The military forces of Mississippi soon arrived in Yazoo City where they significantly contributed to the initial recovery operations, assisted with search and rescue, and provided security as directed. Shock and confusion faded to a serendipitous realization regarding the survivors. Although the disaster had taken a major toll on property, the number of those injured or killed was fortunately small. It was up to each individual to now decide what steps to take next; either one could leave Yazoo City or become part of is recovery and rebirth.

The use of the militia was commensurate with modern tenets of emergency management (McElreath, et al., 2016). A need for security existed to protect both humans and infrastructure as well as maintaining societal order. Use of the militia also provided a means toward deterring criminality, such as vandalism, theft, or so forth. Similar expectations are associated with the modern militia. During modern times, soldiers of state defense forces are prepared and expected to serve during both man-made and natural disasters. Modern state defense force soldiers are typically unpaid volunteers whose military service contributes toward the betterment and quality of life of their individual states and society overall (Doss, Jones, & Sumrall, 2008; Doss, Sumrall, & Jones, 2008; Jones, Doss, & Sumrall, 2008; Jones, Sumrall, & Doss, 2008; McElreath, et al., 2016; Sumrall, Jones, & Doss, 2008; Sumrall, Doss, & Jones, 2008). Among arid states with significant forestation, dangers persist regarding the threat of wildfire. State defense forces are valuable resources that enhance firefighting efforts against wildfires.
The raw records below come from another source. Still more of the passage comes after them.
extern crate alloc;
use alloc::vec::Vec;

use crate::block::mean_round;
use crate::histogram::{Color, ColorHistogram, HistEntry};

/// A bucket of distinct colors for median cut subdivision.
#[derive(Debug, Clone)]
struct ColorBox {
    entries: Vec<HistEntry>,
}

impl ColorBox {
    fn new(entries: Vec<HistEntry>) -> Self {
        Self { entries }
    }

    /// Range (max - min) along each of R, G, B.
    fn ranges(&self) -> [u8; 3] {
        let mut lo = [u8::MAX; 3];
        let mut hi = [u8::MIN; 3];
        for e in &self.entries {
            for ch in 0..3 {
                lo[ch] = lo[ch].min(e.color[ch]);
                hi[ch] = hi[ch].max(e.color[ch]);
            }
        }
        [hi[0] - lo[0], hi[1] - lo[1], hi[2] - lo[2]]
    }

    /// Channel with the widest range and that range. Ties prefer R, then G.
    fn widest(&self) -> (usize, u8) {
        let ranges = self.ranges();
        let mut axis = 0;
        for ch in 1..3 {
            if ranges[ch] > ranges[axis] {
                axis = ch;
            }
        }
        (axis, ranges[axis])
    }

    /// Frequency-weighted mean color.
    fn representative(&self) -> Color {
        let mut sums = [0u64; 3];
        let mut total = 0u64;
        for e in &self.entries {
            let w = e.count as u64;
            sums[0] += e.color[0] as u64 * w;
            sums[1] += e.color[1] as u64 * w;
            sums[2] += e.color[2] as u64 * w;
            total += w;
        }
        if total == 0 {
            return [0, 0, 0];
        }
        [
            mean_round(sums[0], total),
            mean_round(sums[1], total),
            mean_round(sums[2], total),
        ]
    }

    /// Stable-sort along the widest channel and cut at `n / 2`.
    fn split(mut self) -> (ColorBox, ColorBox) {
        let (axis, _) = self.widest();
        self.entries.sort_by_key(|e| e.color[axis]);
        let upper = self.entries.split_off(self.entries.len() / 2);
        (ColorBox::new(self.entries), ColorBox::new(upper))
    }
}

/// Median cut over the distinct colors of `hist`.
///
/// Starts from a single bucket and repeatedly splits the bucket (with at
/// least two colors) whose widest channel range is largest, earliest bucket
/// first on ties. The lower half takes the bucket's place and the upper half
/// goes right after it. Stops at `max_colors` buckets or when every bucket
/// holds a single color. Returns one frequency-weighted mean per bucket.
pub fn median_cut(hist: &ColorHistogram, max_colors: usize) -> Vec<Color> {
    if hist.is_empty() || max_colors == 0 {
        return Vec::new();
    }

    let mut boxes = Vec::with_capacity(max_colors);
    boxes.push(ColorBox::new(hist.entries().to_vec()));

    while boxes.len() < max_colors {
        let mut best: Option<(usize, u8)> = None;
        for (i, b) in boxes.iter().enumerate() {
            if b.entries.len() < 2 {
                continue;
            }
            let (_, range) = b.widest();
            if best.map_or(true, |(_, r)| range > r) {
                best = Some((i, range));
            }
        }

        let Some((idx, _)) = best else {
            break; // No more splittable boxes
        };

        let (lower, upper) = boxes.remove(idx).split();
        boxes.insert(idx, upper);
        boxes.insert(idx, lower);
    }

    log::debug!(
        "median cut: {} distinct colors -> {} buckets",
        hist.len(),
        boxes.len()
    );

    boxes.iter().map(ColorBox::representative).collect()
}
#![forbid(unsafe_code)]
#![cfg_attr(not(feature = "std"), no_std)]

extern crate alloc;

pub mod block;
pub mod buffer;
#[cfg(feature = "png")]
pub mod codec;
pub mod dither;
pub mod error;
pub mod grid;
pub mod histogram;
pub mod kmeans;
pub mod median_cut;
pub mod posterize;
pub mod remap;
#[cfg(feature = "png")]
pub mod service;
pub mod sketch;

pub use block::block_average;
pub use buffer::PixelBuffer;
pub use error::PixelateError;
pub use grid::draw_grid;
pub use histogram::{Color, ColorHistogram};
pub use rgb::RGBA8;
pub use sketch::{SketchConfig, sketch};

use alloc::vec::Vec;

/// Palette sizes at or above this are left alone by the quantizer.
pub const MAX_QUANTIZED_COLORS: u32 = 256;

/// Color reduction algorithm.
#[derive(Debug, Clone, Copy, PartialEq, Eq, Hash, Default)]
pub enum Algorithm {
    /// Uniform per-channel step of `floor(256 / sqrt(k))`. No color analysis.
    Simple,
    /// Ten rounds of k-means over the distinct colors, seeded in first-seen order.
    KMeans,
    /// Median cut over the distinct colors with frequency-weighted representatives.
    #[default]
    MedianCut,
    /// Uniform per-channel step with `floor(log2(k) / 3)` bits per channel.
    ///
    /// Named after the octree family it approximates; it builds no tree.
    Octree,
}

impl Algorithm {
    /// Parse `simple`, `kmeans`, `median-cut` or `octree`.
    ///
    /// Anything else selects [`Algorithm::Simple`] rather than failing.
    pub fn from_tag(tag: &str) -> Self {
        match tag {
            "simple" => Self::Simple,
            "kmeans" => Self::KMeans,
            "median-cut" => Self::MedianCut,
            "octree" => Self::Octree,
            other => {
                log::warn!("unknown quantization algorithm {other:?}, using simple");
                Self::Simple
            }
        }
    }

    pub fn tag(self) -> &'static str {
        match self {
            Self::Simple => "simple",
            Self::KMeans => "kmeans",
            Self::MedianCut => "median-cut",
            Self::Octree => "octree",
        }
    }
}

/// Configuration for the pixelation pipeline.
#[derive(Debug, Clone, PartialEq, Eq)]
pub struct PixelationConfig {
    /// Side of each averaging block in pixels.
    pub block_size: u32,
    /// Desired palette size. 256 or more skips color reduction.
    pub target_colors: u32,
    /// Color reduction algorithm.
    pub algorithm: Algorithm,
    /// Error-diffuse block colors against the reduced palette.
    pub dithering: bool,
    /// Grid line spacing. Defaults to `block_size`.
    pub block_grid_size: Option<u32>,
    /// Grid line color. The grid is only drawn when this is set.
    pub grid_color: Option<RGBA8>,
}

impl Default for PixelationConfig {
    fn default() -> Self {
        Self {
            block_size: 8,
            target_colors: 16,
            algorithm: Algorithm::MedianCut,
            dithering: false,
            block_grid_size: None,
            grid_color: None,
        }
    }
}

impl PixelationConfig {
    pub fn new() -> Self {
        Self::default()
    }

    pub fn block_size(mut self, size: u32) -> Self {
        self.block_size = size;
        self
    }

    pub fn target_colors(mut self, n: u32) -> Self {
        self.target_colors = n;
        self
    }

    pub fn algorithm(mut self, algorithm: Algorithm) -> Self {
        self.algorithm = algorithm;
        self
    }

    pub fn dithering(mut self, enabled: bool) -> Self {
        self.dithering = enabled;
        self
    }

    pub fn block_grid_size(mut self, size: u32) -> Self {
        self.block_grid_size = Some(size);
        self
    }

    pub fn grid_color(mut self, color: RGBA8) -> Self {
        self.grid_color = Some(color);
        self
    }

    /// Spacing used for the grid overlay.
    pub fn grid_spacing(&self) -> u32 {
        self.block_grid_size.unwrap_or(self.block_size)
    }

    /// Check every numeric field before any stage runs.
    pub fn validate(&self) -> Result<(), PixelateError> {
        if self.block_size == 0 {
            return Err(PixelateError::config("block_size", self.block_size));
        }
        if self.target_colors == 0 {
            return Err(PixelateError::config("target_colors", self.target_colors));
        }
        if self.block_grid_size == Some(0) {
            return Err(PixelateError::config("block_grid_size", 0));
        }
        Ok(())
    }
}

/// Reduce the RGB colors of `buffer` toward `target_colors`.
///
/// K-means, median cut and octree never exceed `target_colors` colors; the
/// simple step bounds levels per channel instead. Alpha is copied through
/// untouched. At 256 colors or more the input is returned as is. An empty
/// buffer gives an empty buffer.
pub fn quantize(
    buffer: &PixelBuffer,
    target_colors: u32,
    algorithm: Algorithm,
) -> Result<PixelBuffer, PixelateError> {
    if target_colors == 0 {
        return Err(PixelateError::config("target_colors", target_colors));
    }
    if buffer.is_empty() || target_colors >= MAX_QUANTIZED_COLORS {
        return Ok(buffer.clone());
    }

    let out = match algorithm {
        Algorithm::Simple => {
            posterize::posterize(buffer, posterize::simple_step(target_colors))
        }
        Algorithm::Octree => {
            posterize::posterize(buffer, posterize::octree_step(target_colors))
        }
        Algorithm::KMeans => {
            let hist = ColorHistogram::from_pixels(buffer.pixels());
            let centroids = kmeans::kmeans(&hist, target_colors as usize);
            remap::remap_to_palette(buffer, &hist, &centroids)
        }
        Algorithm::MedianCut => {
            let hist = ColorHistogram::from_pixels(buffer.pixels());
            let representatives = median_cut::median_cut(&hist, target_colors as usize);
            remap::remap_to_palette(buffer, &hist, &representatives)
        }
    };

    Ok(out)
}

/// Run the pixelation pipeline over a validated buffer.
///
/// Block averaging, then color reduction when `target_colors < 256`, then
/// dithering when enabled and colors were reduced, then the grid overlay when
/// a grid color is set.
/// The input buffer is never modified.
pub fn pixelate(
    buffer: &PixelBuffer,
    config: &PixelationConfig,
) -> Result<PixelBuffer, PixelateError> {
    config.validate()?;

    let averaged = block::block_average(buffer, config.block_size)?;

    let reduce = config.target_colors < MAX_QUANTIZED_COLORS;
    let mut out = if reduce {
        quantize(&averaged, config.target_colors, config.algorithm)?
    } else {
        averaged.clone()
    };

    // Without reduction every block already holds its own exact color.
    if config.dithering && reduce {
        out = dither::dither_blocks(&averaged, &out, config.block_size);
    }

    if let Some(color) = config.grid_color {
        out = grid::draw_grid(&out, config.grid_spacing(), color)?;
    }

    if reduce {
        log::debug!(
            "pixelate: {}x{} block {} -> {} colors with {}",
            buffer.width(),
            buffer.height(),
            config.block_size,
            config.target_colors,
            config.algorithm.tag()
        );
    } else {
        log::debug!(
            "pixelate: {}x{} block {}, {} target colors, quantization skipped",
            buffer.width(),
            buffer.height(),
            config.block_size,
            config.target_colors
        );
    }

    Ok(out)
}

/// Run the pipeline over raw RGBA bytes.
///
/// The byte length is checked against the dimensions before anything else.
pub fn pixelate_raw(
    data: &[u8],
    width: usize,
    height: usize,
    config: &PixelationConfig,
) -> Result<Vec<u8>, PixelateError> {
    let buffer = PixelBuffer::new(width, height, data.to_vec())?;
    pixelate(&buffer, config).map(PixelBuffer::into_bytes)
}
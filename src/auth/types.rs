//! Auth token types

use serde::Deserialize;

/// Bearer token obtained from the token endpoint
///
/// Owned by a single sync invocation, so its expiry is never consulted.
#[derive(Clone)]
pub struct AccessToken {
    /// The access token
    token: String,
}

impl AccessToken {
    /// Create a new token
    pub fn new(token: impl Into<String>) -> Self {
        Self {
            token: token.into(),
        }
    }

    /// Raw token value for the `Authorization: Bearer` header
    pub fn secret(&self) -> &str {
        &self.token
    }
}

impl std::fmt::Debug for AccessToken {
    fn fmt(&self, f: &mut std::fmt::Formatter<'_>) -> std::fmt::Result {
        f.debug_struct("AccessToken")
            .field("token", &"***")
            .finish()
    }
}

/// OAuth2 token response
///
/// Only `access_token` is read; `expires_in`, `token_type` and any other
/// fields are ignored whatever their type.
#[derive(Debug, Deserialize)]
pub(super) struct TokenResponse {
    #[serde(default)]
    pub access_token: Option<String>,
}

#[cfg(test)]
mod type_tests {
    use super::*;

    #[test]
    fn test_token_secret() {
        let token = AccessToken::new("test");
        assert_eq!(token.secret(), "test");
    }

    #[test]
    fn test_token_debug_is_redacted() {
        let token = AccessToken::new("super-secret");
        assert!(!format!("{token:?}").contains("super-secret"));
    }
}
//! CLI module
//!
//! Command-line interface for running the connector.
//!
//! # Commands
//!
//! - `check` - Exchange credentials for a token
//! - `devices` - List the account's devices
//! - `sync` - Run one sync
//! - `watch` - Sync on an interval
//! - `serve` - Start HTTP server mode

mod commands;
mod runner;
mod server;

pub use commands::{Cli, Commands, OutputFormat};
pub use runner::Runner;
pub use server::{router, serve, ServerConfig};

#[cfg(test)]
mod server_tests;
For instance, the California State Military Reserve was deployed to support wildfire firefighting operations during the years 2007 and 2008.[10]
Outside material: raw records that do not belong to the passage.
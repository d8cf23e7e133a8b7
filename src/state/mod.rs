//! Checkpoint state module
//!
//! The only durable state of the connector is the end time of the last
//! successful sync. It is read when a sync starts and written once that sync
//! completes without a fatal error.
//!
//! # Overview
//!
//! - `SyncState` - The serialized checkpoint
//! - `StateManager` - File-based (or in-memory) persistence

mod manager;
mod types;

pub use manager::StateManager;
pub use types::SyncState;
//! Offset/count pagination
//!
//! Requests `?offset=<n>&count=<page_size>` pages, where `n` is the record
//! offset of the page. Pagination only ends on an empty batch; a short batch
//! is not treated as the last one because the provider does not promise full
//! pages.

use super::types::{NextPage, PaginationState, Paginator};
use crate::config::DEFAULT_PAGE_SIZE;

/// Offset-based pagination that stops on the first empty page
#[derive(Debug, Clone, PartialEq, Eq)]
pub struct OffsetPaginator {
    /// Query parameter name for offset
    pub offset_param: String,
    /// Query parameter name for page size
    pub count_param: String,
    /// Number of records per page
    pub page_size: u32,
}

impl Default for OffsetPaginator {
    fn default() -> Self {
        Self::new(DEFAULT_PAGE_SIZE)
    }
}

impl OffsetPaginator {
    /// Create a paginator using the `offset`/`count` parameters
    pub fn new(page_size: u32) -> Self {
        Self {
            offset_param: "offset".to_string(),
            count_param: "count".to_string(),
            page_size,
        }
    }
}

impl Paginator for OffsetPaginator {
    fn query_params(&self, state: &PaginationState) -> Vec<(String, String)> {
        vec![
            (self.offset_param.clone(), state.offset.to_string()),
            (self.count_param.clone(), self.page_size.to_string()),
        ]
    }

    fn process_response(&self, records_count: usize, state: &mut PaginationState) -> NextPage {
        if records_count == 0 {
            state.mark_done();
            return NextPage::Done;
        }

        state.add_fetched(records_count as u64);
        state.advance(self.page_size);

        NextPage::Continue {
            query_params: self.query_params(state),
        }
    }
}
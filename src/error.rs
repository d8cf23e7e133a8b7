//! Error types for artik-sync
//!
//! This module defines the error hierarchy for the whole connector.
//! All public APIs return `Result<T, Error>` where Error is defined here.

use thiserror::Error;

/// Pipeline stage an error is attributed to
#[derive(Debug, Clone, Copy, PartialEq, Eq)]
pub enum SyncStage {
    /// Loading or validating configuration
    Config,
    /// OAuth2 token exchange
    Auth,
    /// Device enumeration
    DeviceList,
    /// Per-device message fetch
    MessageFetch,
    /// Per-message validation and forwarding
    Forward,
    /// Checkpoint persistence
    Checkpoint,
    /// Anything outside the pipeline
    Runtime,
}

impl std::fmt::Display for SyncStage {
    fn fmt(&self, f: &mut std::fmt::Formatter<'_>) -> std::fmt::Result {
        let name = match self {
            Self::Config => "config",
            Self::Auth => "auth",
            Self::DeviceList => "device_list",
            Self::MessageFetch => "message_fetch",
            Self::Forward => "forward",
            Self::Checkpoint => "checkpoint",
            Self::Runtime => "runtime",
        };
        f.write_str(name)
    }
}

/// The main error type for artik-sync
#[derive(Error, Debug)]
pub enum Error {
    // ============================================================================
    // Configuration Errors
    // ============================================================================
    #[error("Configuration error: {message}")]
    Config { message: String },

    #[error("Missing required config field: {field}")]
    MissingConfigField { field: String },

    #[error("Invalid config value for '{field}': {message}")]
    InvalidConfigValue { field: String, message: String },

    #[error("Failed to parse YAML: {0}")]
    YamlParse(#[from] serde_yaml::Error),

    #[error("Failed to parse JSON: {0}")]
    JsonParse(#[from] serde_json::Error),

    // ============================================================================
    // Sync Stage Errors
    // ============================================================================
    #[error("Authentication failed: {message}")]
    Auth { message: String },

    #[error("Device listing failed: {message}")]
    DeviceList { message: String },

    #[error("Message fetch failed for device {device_id}: {message}")]
    MessageFetch { device_id: String, message: String },

    #[error("Device {sdid} is not registered.")]
    NotRegistered { sdid: String },

    #[error("Registry lookup failed for device {device_id}: {message}")]
    Registry { device_id: String, message: String },

    #[error("Delivery failed for device {device_id}: {message}")]
    Delivery { device_id: String, message: String },

    #[error("Failed to flush message sink: {message}")]
    SinkFlush { message: String },

    // ============================================================================
    // HTTP Errors
    // ============================================================================
    #[error("HTTP request failed: {0}")]
    Http(#[from] reqwest::Error),

    #[error("HTTP {status}: {body}")]
    HttpStatus { status: u16, body: String },

    #[error("API error: {message}")]
    Api { message: String },

    #[error("Failed to decode response: {message}")]
    Decode { message: String },

    #[error("Invalid URL: {0}")]
    InvalidUrl(#[from] url::ParseError),

    // ============================================================================
    // State Errors
    // ============================================================================
    #[error("State error: {message}")]
    State { message: String },

    #[error("IO error: {0}")]
    Io(#[from] std::io::Error),

    // ============================================================================
    // Runtime Errors
    // ============================================================================
    #[error("A sync is already in progress")]
    SyncInProgress,

    #[error("{0}")]
    Other(String),
}

impl Error {
    /// Create a config error
    pub fn config(message: impl Into<String>) -> Self {
        Self::Config {
            message: message.into(),
        }
    }

    /// Create a missing field error
    pub fn missing_field(field: impl Into<String>) -> Self {
        Self::MissingConfigField {
            field: field.into(),
        }
    }

    /// Create an invalid value error
    pub fn invalid_value(field: impl Into<String>, message: impl Into<String>) -> Self {
        Self::InvalidConfigValue {
            field: field.into(),
            message: message.into(),
        }
    }

    /// Create an auth error
    pub fn auth(message: impl Into<String>) -> Self {
        Self::Auth {
            message: message.into(),
        }
    }

    /// Create a device list error
    pub fn device_list(message: impl Into<String>) -> Self {
        Self::DeviceList {
            message: message.into(),
        }
    }

    /// Create a message fetch error
    pub fn message_fetch(device_id: impl Into<String>, message: impl Into<String>) -> Self {
        Self::MessageFetch {
            device_id: device_id.into(),
            message: message.into(),
        }
    }

    /// Create a not-registered error
    pub fn not_registered(sdid: impl Into<String>) -> Self {
        Self::NotRegistered { sdid: sdid.into() }
    }

    /// Create a registry lookup error
    pub fn registry(device_id: impl Into<String>, message: impl Into<String>) -> Self {
        Self::Registry {
            device_id: device_id.into(),
            message: message.into(),
        }
    }

    /// Create a delivery error
    pub fn delivery(device_id: impl Into<String>, message: impl Into<String>) -> Self {
        Self::Delivery {
            device_id: device_id.into(),
            message: message.into(),
        }
    }

    /// Create a sink flush error
    pub fn sink_flush(message: impl Into<String>) -> Self {
        Self::SinkFlush {
            message: message.into(),
        }
    }

    /// Create an HTTP status error
    pub fn http_status(status: u16, body: impl Into<String>) -> Self {
        Self::HttpStatus {
            status,
            body: body.into(),
        }
    }

    /// Create an API error (error field in a response body)
    pub fn api(message: impl Into<String>) -> Self {
        Self::Api {
            message: message.into(),
        }
    }

    /// Create a decode error
    pub fn decode(message: impl Into<String>) -> Self {
        Self::Decode {
            message: message.into(),
        }
    }

    /// Create a state error
    pub fn state(message: impl Into<String>) -> Self {
        Self::State {
            message: message.into(),
        }
    }

    /// Whether this error aborts the sync it occurred in
    pub fn is_fatal(&self) -> bool {
        !matches!(
            self,
            Error::NotRegistered { .. }
                | Error::Registry { .. }
                | Error::Delivery { .. }
                | Error::SyncInProgress
        )
    }

    /// Stage this error belongs to
    pub fn stage(&self) -> SyncStage {
        match self {
            Error::Config { .. }
            | Error::MissingConfigField { .. }
            | Error::InvalidConfigValue { .. }
            | Error::YamlParse(_)
            | Error::InvalidUrl(_) => SyncStage::Config,
            Error::Auth { .. } => SyncStage::Auth,
            Error::DeviceList { .. } => SyncStage::DeviceList,
            Error::MessageFetch { .. } => SyncStage::MessageFetch,
            Error::NotRegistered { .. }
            | Error::Registry { .. }
            | Error::Delivery { .. }
            | Error::SinkFlush { .. } => SyncStage::Forward,
            Error::State { .. } | Error::Io(_) => SyncStage::Checkpoint,
            _ => SyncStage::Runtime,
        }
    }
}

/// Result type alias for artik-sync
pub type Result<T> = std::result::Result<T, Error>;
Deployments of the California State Military Reserve were grim reminders of the array of natural threats that necessitated the use of state defense forces. During the Yazoo City fire, the military forces of Mississippi were deployed expediently for humanitarian purposes. The soldiers of the day rendered assistance to their fellow Mississippians whom were suffering and were incapable of further helping themselves with immediacy. During modern times, these same characteristics of servitude permeate state defense forces. All soldiers must remember that their service is never unappreciated by those who experience and suffer the devastating ravages of nature or man-made calamities.

Steps to Recovery

The citizens of Yazoo City proved to be extremely resilient. The buildings that escaped the disaster became centers of activity. Almost immediately, businesses impacted by the disaster took steps to resume operations. The post office, a drugstore, and two barbershops opened in the county courthouse. A restaurant, a soda fountain, and a news stand operated in the courtyard of the courthouse. The newspaper found temporary quarters on the second floor of a surviving building and resumed publishing in the cramped quarters.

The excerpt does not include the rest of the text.